Task directions »
Look through the material below and show every line with the word "mutator".
▬▬▬▬▬▬
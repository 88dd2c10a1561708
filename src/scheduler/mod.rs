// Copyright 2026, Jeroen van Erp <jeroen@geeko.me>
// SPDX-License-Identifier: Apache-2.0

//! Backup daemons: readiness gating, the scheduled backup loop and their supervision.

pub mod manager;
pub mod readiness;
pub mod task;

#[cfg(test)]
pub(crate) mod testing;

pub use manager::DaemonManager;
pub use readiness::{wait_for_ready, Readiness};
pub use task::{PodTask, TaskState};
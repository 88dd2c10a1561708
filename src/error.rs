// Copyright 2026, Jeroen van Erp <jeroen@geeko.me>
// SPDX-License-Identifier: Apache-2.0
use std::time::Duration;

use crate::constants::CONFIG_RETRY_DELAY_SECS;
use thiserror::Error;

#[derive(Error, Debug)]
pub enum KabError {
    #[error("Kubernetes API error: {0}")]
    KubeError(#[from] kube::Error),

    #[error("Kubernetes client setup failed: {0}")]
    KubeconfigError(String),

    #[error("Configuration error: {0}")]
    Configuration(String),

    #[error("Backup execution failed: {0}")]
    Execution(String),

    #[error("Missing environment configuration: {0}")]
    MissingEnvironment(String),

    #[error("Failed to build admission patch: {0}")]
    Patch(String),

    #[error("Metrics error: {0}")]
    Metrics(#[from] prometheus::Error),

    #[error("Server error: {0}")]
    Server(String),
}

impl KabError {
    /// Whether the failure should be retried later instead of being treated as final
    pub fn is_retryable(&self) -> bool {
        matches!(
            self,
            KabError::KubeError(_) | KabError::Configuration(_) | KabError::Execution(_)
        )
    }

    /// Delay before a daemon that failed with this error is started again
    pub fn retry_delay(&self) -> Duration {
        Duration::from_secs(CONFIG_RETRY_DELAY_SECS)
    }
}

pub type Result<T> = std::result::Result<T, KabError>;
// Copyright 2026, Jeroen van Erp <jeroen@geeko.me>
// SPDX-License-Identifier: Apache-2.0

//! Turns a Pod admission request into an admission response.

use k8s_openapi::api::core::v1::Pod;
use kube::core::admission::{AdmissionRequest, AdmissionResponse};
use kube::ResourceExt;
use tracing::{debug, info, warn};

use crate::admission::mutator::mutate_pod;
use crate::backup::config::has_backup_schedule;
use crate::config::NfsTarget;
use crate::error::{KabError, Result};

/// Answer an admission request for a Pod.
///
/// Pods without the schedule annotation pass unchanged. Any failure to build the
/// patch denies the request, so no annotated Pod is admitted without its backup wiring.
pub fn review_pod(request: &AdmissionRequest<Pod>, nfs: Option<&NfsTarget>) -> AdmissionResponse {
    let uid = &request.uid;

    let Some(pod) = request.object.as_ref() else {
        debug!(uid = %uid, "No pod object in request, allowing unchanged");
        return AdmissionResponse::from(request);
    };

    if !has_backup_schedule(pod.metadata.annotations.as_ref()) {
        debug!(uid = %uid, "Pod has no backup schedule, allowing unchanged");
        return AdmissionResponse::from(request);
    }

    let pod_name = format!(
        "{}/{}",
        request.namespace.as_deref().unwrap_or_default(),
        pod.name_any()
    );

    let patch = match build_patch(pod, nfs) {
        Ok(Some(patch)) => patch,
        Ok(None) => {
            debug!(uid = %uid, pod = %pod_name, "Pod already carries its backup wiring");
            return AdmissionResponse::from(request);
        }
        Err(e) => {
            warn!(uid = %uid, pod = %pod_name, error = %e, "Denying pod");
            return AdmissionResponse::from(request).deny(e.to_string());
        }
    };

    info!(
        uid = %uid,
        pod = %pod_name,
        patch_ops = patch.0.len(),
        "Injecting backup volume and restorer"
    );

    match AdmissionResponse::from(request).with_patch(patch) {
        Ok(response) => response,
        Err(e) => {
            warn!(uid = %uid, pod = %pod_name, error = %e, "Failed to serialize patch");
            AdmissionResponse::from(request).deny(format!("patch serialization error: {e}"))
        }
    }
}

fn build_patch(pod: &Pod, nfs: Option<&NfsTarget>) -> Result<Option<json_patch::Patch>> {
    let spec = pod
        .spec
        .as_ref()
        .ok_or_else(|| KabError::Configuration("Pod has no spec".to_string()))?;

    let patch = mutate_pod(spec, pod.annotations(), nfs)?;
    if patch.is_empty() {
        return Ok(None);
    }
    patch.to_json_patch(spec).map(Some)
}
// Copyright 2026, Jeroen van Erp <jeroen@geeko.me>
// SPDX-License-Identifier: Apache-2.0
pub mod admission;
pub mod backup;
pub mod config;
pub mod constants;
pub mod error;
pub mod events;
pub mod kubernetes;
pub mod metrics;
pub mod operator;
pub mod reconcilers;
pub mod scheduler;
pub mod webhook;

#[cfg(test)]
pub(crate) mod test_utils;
▬▬▬▬▬▬
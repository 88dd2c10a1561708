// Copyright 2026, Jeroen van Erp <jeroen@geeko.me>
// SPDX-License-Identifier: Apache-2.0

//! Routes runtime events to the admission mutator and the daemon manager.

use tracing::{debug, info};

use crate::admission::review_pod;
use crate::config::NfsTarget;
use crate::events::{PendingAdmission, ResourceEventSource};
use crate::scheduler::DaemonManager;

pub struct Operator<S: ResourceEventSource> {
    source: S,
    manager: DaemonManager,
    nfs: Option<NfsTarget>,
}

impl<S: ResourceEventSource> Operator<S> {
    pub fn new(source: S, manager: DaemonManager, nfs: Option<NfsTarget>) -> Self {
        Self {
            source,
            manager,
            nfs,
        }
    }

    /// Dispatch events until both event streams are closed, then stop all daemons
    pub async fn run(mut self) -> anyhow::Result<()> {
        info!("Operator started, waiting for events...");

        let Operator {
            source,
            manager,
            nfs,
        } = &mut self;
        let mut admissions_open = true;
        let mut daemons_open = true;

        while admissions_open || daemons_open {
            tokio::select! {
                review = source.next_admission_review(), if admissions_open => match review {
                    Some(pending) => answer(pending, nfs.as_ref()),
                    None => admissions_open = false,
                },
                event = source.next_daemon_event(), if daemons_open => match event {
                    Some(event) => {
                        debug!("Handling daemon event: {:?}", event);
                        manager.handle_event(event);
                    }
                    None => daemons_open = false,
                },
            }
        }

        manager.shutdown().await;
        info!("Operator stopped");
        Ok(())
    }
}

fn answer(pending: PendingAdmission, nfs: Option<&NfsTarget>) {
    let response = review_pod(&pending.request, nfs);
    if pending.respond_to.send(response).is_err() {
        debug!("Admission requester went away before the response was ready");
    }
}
▬▬▬▬▬▬
Answer to the problem »
use crate::admission::mutator::mutate_pod;
//! Routes runtime events to the admission mutator and the daemon manager.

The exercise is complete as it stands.